Neuromuscular Diseases Clinical Trial
Official title:
The Preference of Neuromuscular Patients Regarding Available Equipment for Daytime Mouthpiece Ventilation: a Randomized Cross-over Study
BACKGROUND:
Patients with severe neuromuscular disorders (NMDs) are likely to develop progressive
respiratory insufficiency, leading to noninvasive ventilation during the night and, later,
during night and day. Ventilation via a mouthpiece (MPV) is an elegant option to offer
daytime ventilation. The patient preference regarding the ideal material for daytime MPV is
unclear.
OBJECTIVES:
The purpose of this study was to determine which ventilator, tubing support and mouthpiece
was most effective and preferred by patients with NMDs.
METHODS:
Two separate MPV equipment sets were compared in 20 patients with NMDs in a randomized
cross-over study. The first set consisted in a non-dedicated ventilator for MPV (PB560,
Covidien) combined with a customized tubing support on the shoulders and a plastic angled
mouthpiece. The second set included an MPV-dedicated ventilator (Trilogy 100, Philips
Respironics) without back-up rate and kiss trigger combined with a commercially available
tubing support and a silicone straw mouthpiece. The Borg dyspnea score, the free time without
noninvasive ventilation, the transcutaneous oxygen saturation (SpO2) and carbon dioxide
tension (TcCO2) were recorded without and with MPV. A 17-items list assessing the patient
perception about MPV sets was completed.
Materials and Methods
Aims
The primary aim of the study was to compare blood gas measurements, dyspnea score and general
perception between the two sets for MPV. The second aim of the study was to determine the
preference of patients on MPV equipment according to their free time. We also aimed at
collecting individual comments of patients regarding their experience with the two
ventilators, arm supports and mouthpieces.
Patients
All individuals affected by NMDs attending our Centre for Home Mechanical Ventilation between
2015 and 2018 who required daytime MPV as an extension of nocturnal NIV were considered for
study inclusion. Our criterion for implementing daytime ventilation was the combined presence
of increasing dyspnea and increasing workload on inspiratory muscles during the daytime (C)

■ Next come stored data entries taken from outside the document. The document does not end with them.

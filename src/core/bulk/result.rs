//! Per-record outcomes
//!
//! Result rows come back in more than one shape depending on the content
//! type and API version: `errors` may be a list, a single object or absent,
//! booleans may arrive as strings, and a missing id may be an empty string.
//! Everything is normalised into [`RecordResult`] while deserializing.

use serde::{Deserialize, Deserializer, Serialize};

/// Status code used when a record failed without any error detail
pub const UNKNOWN_STATUS_CODE: &str = "UNKNOWN_EXCEPTION";

/// Structured per-record error
#[derive(Debug, Clone, PartialEq, Eq, Serialize, Deserialize)]
#[serde(rename_all = "camelCase")]
pub struct RecordError {
    /// Offending field names
    pub fields: Vec<String>,
    /// Human-readable message
    pub message: String,
    /// Status token such as `INVALID_FIELD`
    pub status_code: String,
}

impl RecordError {
    fn missing_detail() -> Self {
        Self {
            fields: Vec::new(),
            message: "no error detail reported".to_string(),
            status_code: UNKNOWN_STATUS_CODE.to_string(),
        }
    }
}

/// Outcome of one submitted record
///
/// `error` is present exactly when `success` is false. A failed record never
/// carries an id. A successful record carries the id the service reported,
/// which is `None` only if the row left it out or empty.
#[derive(Debug, Clone, PartialEq, Eq, Serialize, Deserialize)]
#[serde(from = "RawRecordResult")]
pub struct RecordResult {
    pub id: Option<String>,
    pub created: bool,
    pub success: bool,
    pub error: Option<RecordError>,
}

impl RecordResult {
    /// Successful outcome
    pub fn succeeded(id: impl Into<String>, created: bool) -> Self {
        Self {
            id: Some(id.into()),
            created,
            success: true,
            error: None,
        }
    }

    /// Failed outcome
    pub fn failed(error: RecordError) -> Self {
        Self {
            id: None,
            created: false,
            success: false,
            error: Some(error),
        }
    }
}

/// Ordered outcomes of one batch, one per submitted record
#[derive(Debug, Clone, PartialEq, Eq, Serialize, Deserialize)]
pub struct BatchResult {
    pub batch_id: String,
    pub items: Vec<RecordResult>,
}

impl BatchResult {
    pub fn new(batch_id: impl Into<String>, items: Vec<RecordResult>) -> Self {
        Self {
            batch_id: batch_id.into(),
            items,
        }
    }

    pub fn len(&self) -> usize {
        self.items.len()
    }

    pub fn is_empty(&self) -> bool {
        self.items.is_empty()
    }

    /// Number of failed records
    pub fn failure_count(&self) -> usize {
        self.items.iter().filter(|r| !r.success).count()
    }
}

/// A record outcome tagged with where it came from
#[derive(Debug, Clone, PartialEq, Eq, Serialize, Deserialize)]
pub struct RecordOutcome {
    /// Batch the record was submitted in
    pub batch_id: String,
    /// Zero-based position of the record within its batch
    pub position: usize,
    #[serde(flatten)]
    pub result: RecordResult,
}

impl RecordOutcome {
    pub fn is_success(&self) -> bool {
        self.result.success
    }
}

#[derive(Deserialize)]
#[serde(untagged)]
enum OneOrMany<T> {
    Many(Vec<T>),
    One(T),
}

impl<T> OneOrMany<T> {
    fn into_vec(self) -> Vec<T> {
        match self {
            OneOrMany::Many(items) => items,
            OneOrMany::One(item) => vec![item],
        }
    }
}

#[derive(Deserialize)]
#[serde(untagged)]
enum LooseBool {
    Bool(bool),
    Text(String),
}

fn loose_bool<'de, D>(deserializer: D) -> Result<bool, D::Error>
where
    D: Deserializer<'de>,
{
    match Option::<LooseBool>::deserialize(deserializer)? {
        Some(LooseBool::Bool(b)) => Ok(b),
        Some(LooseBool::Text(s)) => match s.trim().to_lowercase().as_str() {
            "true" => Ok(true),
            "false" | "" => Ok(false),
            other => Err(serde::de::Error::custom(format!(
                "expected a boolean, got {:?}",
                other
            ))),
        },
        None => Ok(false),
    }
}

#[derive(Deserialize)]
#[serde(rename_all = "camelCase")]
struct RawRecordError {
    #[serde(default)]
    fields: Option<OneOrMany<String>>,
    #[serde(default)]
    message: Option<String>,
    #[serde(default)]
    status_code: Option<String>,
}

impl From<RawRecordError> for RecordError {
    fn from(raw: RawRecordError) -> Self {
        RecordError {
            fields: raw.fields.map(OneOrMany::into_vec).unwrap_or_default(),
            message: raw.message.unwrap_or_default(),
            status_code: raw
                .status_code
                .unwrap_or_else(|| UNKNOWN_STATUS_CODE.to_string()),
        }
    }
}

#[derive(Deserialize)]
#[serde(rename_all = "camelCase")]
struct RawRecordResult {
    #[serde(default)]
    id: Option<String>,
    #[serde(default, deserialize_with = "loose_bool")]
    created: bool,
    #[serde(default, deserialize_with = "loose_bool")]
    success: bool,
    #[serde(default, alias = "error")]
    errors: Option<OneOrMany<RawRecordError>>,
}

impl From<RawRecordResult> for RecordResult {
    fn from(raw: RawRecordResult) -> Self {
        if raw.success {
            return RecordResult {
                id: raw.id.filter(|id| !id.is_empty()),
                created: raw.created,
                success: true,
                error: None,
            };
        }

        let error = raw
            .errors
            .map(OneOrMany::into_vec)
            .unwrap_or_default()
            .into_iter()
            .next()
            .map(RecordError::from)
            .unwrap_or_else(RecordError::missing_detail);

        RecordResult::failed(error)
    }
}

or, ultimately, daytime hypercapnia in the evening when patients lay in bed before starting
nocturnal NIV and sleeping (M). All patients used Volume-Assisted Pressure Control mode
(VAPC) at night via a Covidien Puritan Bennett PB560 ventilator (Covidien, Mansfield, USA).
Exclusion criteria comprised patients with ineffective NIV during sleep as assessed by the
measurement of TcCO2>49mmHg (S), patients with uncontrollable oral leaks with MPV or episode
of acute respiratory infection during the trials. The current study was approved by the local
ethics committee and registered (N° registered study. Clinical trial.org follows). The
patients gave their written informed consent before study inclusion.
Study design
The study design consisted in a randomized cross-over study. Patients served as their own
control. Measurements were made during a 48-hour hospitalization that is scheduled every 6
months in patients attending our Centre for Home Mechanical Ventilation. Hospitalization
systematically included nocturnal recordings of transcutaneous carbon dioxide tension (TcCO2)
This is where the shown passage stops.